• **What to produce**: Line count for "MatchResult": say how many lines of the data contain it, with no other text.

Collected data
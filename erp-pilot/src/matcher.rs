//! Template matching on screen captures
//!
//! Scores are zero-mean normalized cross-correlation over luma, so a score of
//! `1.0` means the region is an affine brightness transform of the template
//! and flat regions score `0.0`. Large templates are searched coarse-to-fine:
//! both images are box-downsampled, the strongest separated coarse peaks are
//! refined at full resolution, and the reported confidence is always the
//! full-resolution score. When downsampling erases the template's detail, or
//! the refined peak misses the threshold, the whole screen is scanned at full
//! resolution instead.

use crate::platforms::ScreenSource;
use crate::templates::TemplateStore;
use crate::types::MatchResult;
use crate::AutomationError;
use image::{DynamicImage, GrayImage};
use std::path::Path;
use std::sync::Arc;
use tracing::{debug, instrument};

pub const DEFAULT_MATCH_THRESHOLD: f32 = 0.8;

// a downsampled template side never drops below this
const MIN_PYRAMID_SIDE: u32 = 8;
const COARSE_CANDIDATES: usize = 16;
const FLAT_VARIANCE: f64 = 1e-6;
// coarse needle RMS contrast relative to full resolution below which the
// pyramid is skipped
const MIN_COARSE_DETAIL: f64 = 0.1;

/// Finds a template image on the current screen.
pub trait TemplateLocator: Send + Sync {
    /// Center of the best match scoring at least `threshold`, or `None`.
    fn locate(
        &self,
        template: &Path,
        threshold: f32,
    ) -> Result<Option<MatchResult>, AutomationError>;
}

/// [`TemplateLocator`] that captures the screen on every call
pub struct ScreenMatcher {
    screen: Arc<dyn ScreenSource>,
    templates: Arc<TemplateStore>,
}

impl ScreenMatcher {
    pub fn new(screen: Arc<dyn ScreenSource>, templates: Arc<TemplateStore>) -> Self {
        Self { screen, templates }
    }
}

impl TemplateLocator for ScreenMatcher {
    #[instrument(level = "debug", skip(self, template), fields(template = %template.display()))]
    fn locate(
        &self,
        template: &Path,
        threshold: f32,
    ) -> Result<Option<MatchResult>, AutomationError> {
        let needle = self.templates.load(template)?;
        let shot = self.screen.capture()?;
        let frame = shot.to_image().ok_or_else(|| {
            AutomationError::PlatformError(format!(
                "screenshot buffer does not match {}x{}",
                shot.width, shot.height
            ))
        })?;
        let haystack = DynamicImage::ImageRgba8(frame).to_luma8();

        let Some(best) = find_best_match(&haystack, &needle.pixels, threshold) else {
            debug!(
                "template {}x{} does not fit in screen {}x{}",
                needle.pixels.width(),
                needle.pixels.height(),
                shot.width,
                shot.height
            );
            return Ok(None);
        };

        debug!(
            "best score {:.4} at ({}, {}), threshold {:.2}",
            best.score, best.x, best.y, threshold
        );
        if best.score < threshold {
            return Ok(None);
        }

        Ok(Some(MatchResult {
            x: shot.origin.x + (best.x + needle.pixels.width() / 2) as i32,
            y: shot.origin.y + (best.y + needle.pixels.height() / 2) as i32,
            confidence: best.score,
        }))
    }
}

/// Top-left corner and score of a match in image coordinates
#[derive(Debug, Clone, Copy, PartialEq)]
pub struct Placement {
    pub x: u32,
    pub y: u32,
    pub score: f32,
}

/// Best ZNCC placement of `needle` inside `haystack`.
///
/// A coarse-to-fine result is returned only when it scores at least
/// `min_score`. Otherwise the answer comes from an exhaustive full-resolution
/// scan, so any placement reaching `min_score` is never missed.
///
/// Returns `None` when the needle is empty or larger than the haystack.
pub fn find_best_match(
    haystack: &GrayImage,
    needle: &GrayImage,
    min_score: f32,
) -> Option<Placement> {
    let (hw, hh) = haystack.dimensions();
    let (tw, th) = needle.dimensions();
    if tw == 0 || th == 0 || tw > hw || th > hh {
        return None;
    }

    let full = Correlator::new(haystack, needle);
    let factor = pyramid_factor(tw, th);
    if factor == 1 {
        return full.best_exhaustive();
    }

    let small_haystack = downsample(haystack, factor);
    let small_needle = downsample(needle, factor);
    let coarse = Correlator::new(&small_haystack, &small_needle);
    if coarse.contrast() < full.contrast() * MIN_COARSE_DETAIL {
        debug!("template detail lost at 1/{factor} scale, scanning full resolution");
        return full.best_exhaustive();
    }

    let mut best: Option<Placement> = None;
    for candidate in coarse.top_candidates(COARSE_CANDIDATES) {
        let cx = candidate.x * factor;
        let cy = candidate.y * factor;
        let xs = cx.saturating_sub(factor)..=(cx + factor).min(hw - tw);
        let ys = cy.saturating_sub(factor)..=(cy + factor).min(hh - th);
        if let Some(refined) = full.best_in(xs, ys) {
            if best.map_or(true, |b| refined.score > b.score) {
                best = Some(refined);
            }
        }
    }

    match best {
        Some(found) if found.score >= min_score => Some(found),
        _ => {
            debug!(
                "coarse peak {:.4} below {:.2}, scanning full resolution",
                best.map_or(0.0, |b| b.score),
                min_score
            );
            full.best_exhaustive()
        }
    }
}

fn pyramid_factor(tw: u32, th: u32) -> u32 {
    [4, 2]
        .into_iter()
        .find(|f| tw / f >= MIN_PYRAMID_SIDE && th / f >= MIN_PYRAMID_SIDE)
        .unwrap_or(1)
}

/// Box-average `image` over `factor`x`factor` blocks, dropping partial blocks
fn downsample(image: &GrayImage, factor: u32) -> GrayImage {
    let (w, h) = (image.width() / factor, image.height() / factor);
    let area = factor * factor;
    GrayImage::from_fn(w, h, |x, y| {
        let mut sum = 0u32;
        for dy in 0..factor {
            for dx in 0..factor {
                sum += u32::from(image.get_pixel(x * factor + dx, y * factor + dy)[0]);
            }
        }
        image::Luma([((sum + area / 2) / area) as u8])
    })
}

/// Summed-area tables of pixel values and squared pixel values
struct Integral {
    stride: usize,
    sum: Vec<f64>,
    sq: Vec<f64>,
}

impl Integral {
    fn new(image: &GrayImage) -> Self {
        let (w, h) = (image.width() as usize, image.height() as usize);
        let stride = w + 1;
        let mut sum = vec![0.0; stride * (h + 1)];
        let mut sq = vec![0.0; stride * (h + 1)];
        let raw = image.as_raw();
        for y in 0..h {
            let mut row_sum = 0.0;
            let mut row_sq = 0.0;
            for x in 0..w {
                let v = f64::from(raw[y * w + x]);
                row_sum += v;
                row_sq += v * v;
                sum[(y + 1) * stride + x + 1] = sum[y * stride + x + 1] + row_sum;
                sq[(y + 1) * stride + x + 1] = sq[y * stride + x + 1] + row_sq;
            }
        }
        Self { stride, sum, sq }
    }

    fn window(&self, x: usize, y: usize, w: usize, h: usize) -> (f64, f64) {
        let s = self.stride;
        let (a, b, c, d) = (y * s + x, y * s + x + w, (y + h) * s + x, (y + h) * s + x + w);
        (
            self.sum[d] - self.sum[b] - self.sum[c] + self.sum[a],
            self.sq[d] - self.sq[b] - self.sq[c] + self.sq[a],
        )
    }
}

/// Scores placements of one needle inside one haystack
struct Correlator<'a> {
    haystack: &'a [u8],
    haystack_width: usize,
    haystack_height: usize,
    integral: Integral,
    width: usize,
    height: usize,
    // needle minus its mean, row-major
    centered: Vec<f32>,
    needle_norm: f64,
}

impl<'a> Correlator<'a> {
    fn new(haystack: &'a GrayImage, needle: &GrayImage) -> Self {
        let n = f64::from(needle.width() * needle.height());
        let mean = needle.as_raw().iter().map(|&v| f64::from(v)).sum::<f64>() / n;
        let centered: Vec<f64> = needle.as_raw().iter().map(|&v| f64::from(v) - mean).collect();
        let needle_norm = centered.iter().map(|v| v * v).sum::<f64>().sqrt();
        let centered = centered.into_iter().map(|v| v as f32).collect();
        Self {
            haystack: haystack.as_raw(),
            haystack_width: haystack.width() as usize,
            haystack_height: haystack.height() as usize,
            integral: Integral::new(haystack),
            width: needle.width() as usize,
            height: needle.height() as usize,
            centered,
            needle_norm,
        }
    }

    /// RMS deviation of the needle from its mean
    fn contrast(&self) -> f64 {
        self.needle_norm / ((self.width * self.height) as f64).sqrt()
    }

    fn score_at(&self, x: usize, y: usize) -> f32 {
        let n = (self.width * self.height) as f64;
        let (sum, sq) = self.integral.window(x, y, self.width, self.height);
        let variance = sq - sum * sum / n;
        if variance <= FLAT_VARIANCE || self.needle_norm <= FLAT_VARIANCE {
            return 0.0;
        }

        // the needle is zero-mean, so the window mean drops out of the numerator
        let mut numerator = 0.0;
        for row in 0..self.height {
            let start = (y + row) * self.haystack_width + x;
            let window_row = &self.haystack[start..start + self.width];
            let needle_row = &self.centered[row * self.width..(row + 1) * self.width];
            let row_sum: f32 = window_row
                .iter()
                .zip(needle_row)
                .map(|(&p, &t)| f32::from(p) * t)
                .sum();
            numerator += f64::from(row_sum);
        }

        (numerator / (self.needle_norm * variance.sqrt())).clamp(-1.0, 1.0) as f32
    }

    fn best_in(
        &self,
        xs: std::ops::RangeInclusive<u32>,
        ys: std::ops::RangeInclusive<u32>,
    ) -> Option<Placement> {
        let mut best: Option<Placement> = None;
        for y in ys {
            for x in xs.clone() {
                let score = self.score_at(x as usize, y as usize);
                if best.map_or(true, |b| score > b.score) {
                    best = Some(Placement { x, y, score });
                }
            }
        }
        best
    }

    /// Every placement scored, with rows split across worker threads
    fn best_exhaustive(&self) -> Option<Placement> {
        let max_x = (self.haystack_width - self.width) as u32;
        let rows = self.haystack_height - self.height + 1;
        let workers = std::thread::available_parallelism()
            .map_or(1, |n| n.get())
            .min(rows);
        let band = rows.div_ceil(workers);
        debug!(
            "full scan of {} placements x {} pixels on {} threads",
            (max_x as usize + 1) * rows,
            self.width * self.height,
            workers
        );

        std::thread::scope(|scope| {
            let handles: Vec<_> = (0..workers)
                .map(|i| {
                    let start = (i * band) as u32;
                    let end = ((i + 1) * band).min(rows) as u32;
                    scope.spawn(move || {
                        if start >= end {
                            return None;
                        }
                        self.best_in(0..=max_x, start..=end - 1)
                    })
                })
                .collect();

            // bands are merged in row order so ties keep the first placement
            handles
                .into_iter()
                .filter_map(|handle| handle.join().ok().flatten())
                .fold(None, |best: Option<Placement>, p| match best {
                    Some(b) if b.score >= p.score => Some(b),
                    _ => Some(p),
                })
        })
    }

    /// Up to `k` best placements, each at least half a needle away from
    /// every stronger one
    fn top_candidates(&self, k: usize) -> Vec<Placement> {
        let max_x = self.haystack_width - self.width;
        let max_y = self.haystack_height - self.height;
        let mut scored = Vec::new();
        for y in 0..=max_y {
            for x in 0..=max_x {
                let score = self.score_at(x, y);
                if score > 0.0 {
                    scored.push(Placement {
                        x: x as u32,
                        y: y as u32,
                        score,
                    });
                }
            }
        }
        scored.sort_by(|a, b| b.score.total_cmp(&a.score));

        let rx = (self.width as u32 / 2).max(1);
        let ry = (self.height as u32 / 2).max(1);
        let mut picked: Vec<Placement> = Vec::with_capacity(k);
        for p in scored {
            if picked.len() == k {
                break;
            }
            if picked
                .iter()
                .all(|q| q.x.abs_diff(p.x) > rx || q.y.abs_diff(p.y) > ry)
            {
                picked.push(p);
            }
        }
        picked
    }
}

#[cfg(test)]
mod tests {
    use super::*;
    use image::Luma;

    fn texture(width: u32, height: u32) -> GrayImage {
        GrayImage::from_fn(width, height, |x, y| {
            let v = (x.wrapping_mul(37) ^ y.wrapping_mul(91)).wrapping_add(x * y) % 251;
            Luma([v as u8])
        })
    }

    fn crop(image: &GrayImage, x: u32, y: u32, w: u32, h: u32) -> GrayImage {
        image::imageops::crop_imm(image, x, y, w, h).to_image()
    }

    #[test]
    fn exact_crop_scores_one() {
        let screen = texture(64, 48);
        let needle = crop(&screen, 21, 13, 6, 5);
        let best = find_best_match(&screen, &needle, 0.8).unwrap();
        assert_eq!((best.x, best.y), (21, 13));
        assert!(best.score > 0.999, "score {}", best.score);
    }

    #[test]
    fn oversized_needle_has_no_placement() {
        let screen = texture(10, 10);
        let needle = texture(11, 4);
        assert!(find_best_match(&screen, &needle, 0.8).is_none());
    }

    #[test]
    fn flat_regions_score_zero() {
        let screen = GrayImage::from_pixel(20, 20, Luma([128]));
        let needle = crop(&texture(20, 20), 0, 0, 5, 5);
        let best = find_best_match(&screen, &needle, 0.8).unwrap();
        assert_eq!(best.score, 0.0);
    }

    #[test]
    fn coarse_candidates_are_separated() {
        let screen = texture(64, 48);
        let needle = crop(&screen, 20, 10, 8, 8);
        let candidates = Correlator::new(&screen, &needle).top_candidates(6);

        assert_eq!((candidates[0].x, candidates[0].y), (20, 10));
        for (i, a) in candidates.iter().enumerate() {
            for b in &candidates[i + 1..] {
                assert!(a.x.abs_diff(b.x) > 4 || a.y.abs_diff(b.y) > 4, "{a:?} {b:?}");
            }
        }
    }

    #[test]
    fn lost_detail_falls_back_to_full_scan() {
        let mut screen = GrayImage::from_pixel(120, 80, Luma([240]));
        let needle = GrayImage::from_fn(16, 16, |x, y| Luma([if (x + y) % 2 == 0 { 0 } else { 255 }]));
        image::imageops::replace(&mut screen, &needle, 97, 61);

        let best = find_best_match(&screen, &needle, 0.8).unwrap();
        assert_eq!((best.x, best.y), (97, 61));
    }

    #[test]
    fn pyramid_factor_keeps_min_side() {
        assert_eq!(pyramid_factor(64, 40), 4);
        assert_eq!(pyramid_factor(64, 20), 2);
        assert_eq!(pyramid_factor(15, 64), 1);
    }
}
use crate::cancellation::CancellationMonitor;
use rdev::{EventType, Key};
use std::thread::{self, JoinHandle};
use tracing::{error, warn};

/// Listens for the Escape key on a dedicated thread and cancels `monitor`.
///
/// `rdev::listen` never returns while the hook is installed, so the thread
/// lives until the process exits.
pub fn spawn_escape_listener(monitor: CancellationMonitor) -> JoinHandle<()> {
    thread::spawn(move || {
        if let Err(error) = rdev::listen(move |event: rdev::Event| {
            if let EventType::KeyPress(Key::Escape) = event.event_type {
                if !monitor.is_cancelled() {
                    warn!("Escape pressed, cancelling automation");
                    monitor.cancel();
                }
            }
        }) {
            error!("escape listener stopped: {:?}", error);
        }
    })
}
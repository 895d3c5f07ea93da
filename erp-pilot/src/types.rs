//! Common types shared by the matcher, the executor and the platform layer

use image::RgbaImage;
use serde::{Deserialize, Serialize};
use std::fmt;

/// A point in virtual-screen coordinates
#[derive(Debug, Clone, Copy, PartialEq, Eq, Serialize, Deserialize)]
pub struct Point {
    pub x: i32,
    pub y: i32,
}

impl Point {
    pub fn new(x: i32, y: i32) -> Self {
        Self { x, y }
    }

    pub fn offset(self, dx: i32, dy: i32) -> Self {
        Self {
            x: self.x + dx,
            y: self.y + dy,
        }
    }
}

impl fmt::Display for Point {
    fn fmt(&self, f: &mut fmt::Formatter<'_>) -> fmt::Result {
        write!(f, "({}, {})", self.x, self.y)
    }
}

/// Best match of a template on the screen.
///
/// `x`/`y` is the center of the matched region in screen coordinates and
/// `confidence` the zero-mean normalized correlation score in `[-1, 1]`.
#[derive(Debug, Clone, Copy, PartialEq, Serialize)]
pub struct MatchResult {
    pub x: i32,
    pub y: i32,
    pub confidence: f32,
}

impl MatchResult {
    pub fn point(&self) -> Point {
        Point::new(self.x, self.y)
    }
}

/// Holds the screenshot data
#[derive(Debug, Clone)]
pub struct ScreenshotResult {
    /// Raw RGBA image data
    pub image_data: Vec<u8>,
    /// Width of the image
    pub width: u32,
    /// Height of the image
    pub height: u32,
    /// Position of the captured monitor's top-left corner on the virtual screen
    pub origin: Point,
}

impl ScreenshotResult {
    pub fn from_image(image: RgbaImage, origin: Point) -> Self {
        Self {
            width: image.width(),
            height: image.height(),
            image_data: image.into_raw(),
            origin,
        }
    }

    /// Returns `None` when the buffer does not match the declared dimensions.
    pub fn to_image(&self) -> Option<RgbaImage> {
        RgbaImage::from_raw(self.width, self.height, self.image_data.clone())
    }
}

/// Opaque native window handle
#[derive(Debug, Clone, Copy, PartialEq, Eq, Hash)]
pub struct WindowHandle(pub isize);

#[derive(Debug, Clone, Copy, PartialEq, Eq, Serialize, Deserialize)]
#[serde(rename_all = "lowercase")]
pub enum MouseButton {
    Left,
    Right,
}

/// Keys the workflows need to press
#[derive(Debug, Clone, Copy, PartialEq, Eq)]
pub enum Key {
    Control,
    Alt,
    Space,
    Enter,
    Escape,
    /// An ASCII letter, case-insensitive
    Letter(char),
}

impl fmt::Display for Key {
    fn fmt(&self, f: &mut fmt::Formatter<'_>) -> fmt::Result {
        match self {
            Key::Control => write!(f, "ctrl"),
            Key::Alt => write!(f, "alt"),
            Key::Space => write!(f, "space"),
            Key::Enter => write!(f, "enter"),
            Key::Escape => write!(f, "esc"),
            Key::Letter(c) => write!(f, "{}", c.to_ascii_lowercase()),
        }
    }
}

• **Answer area**: 6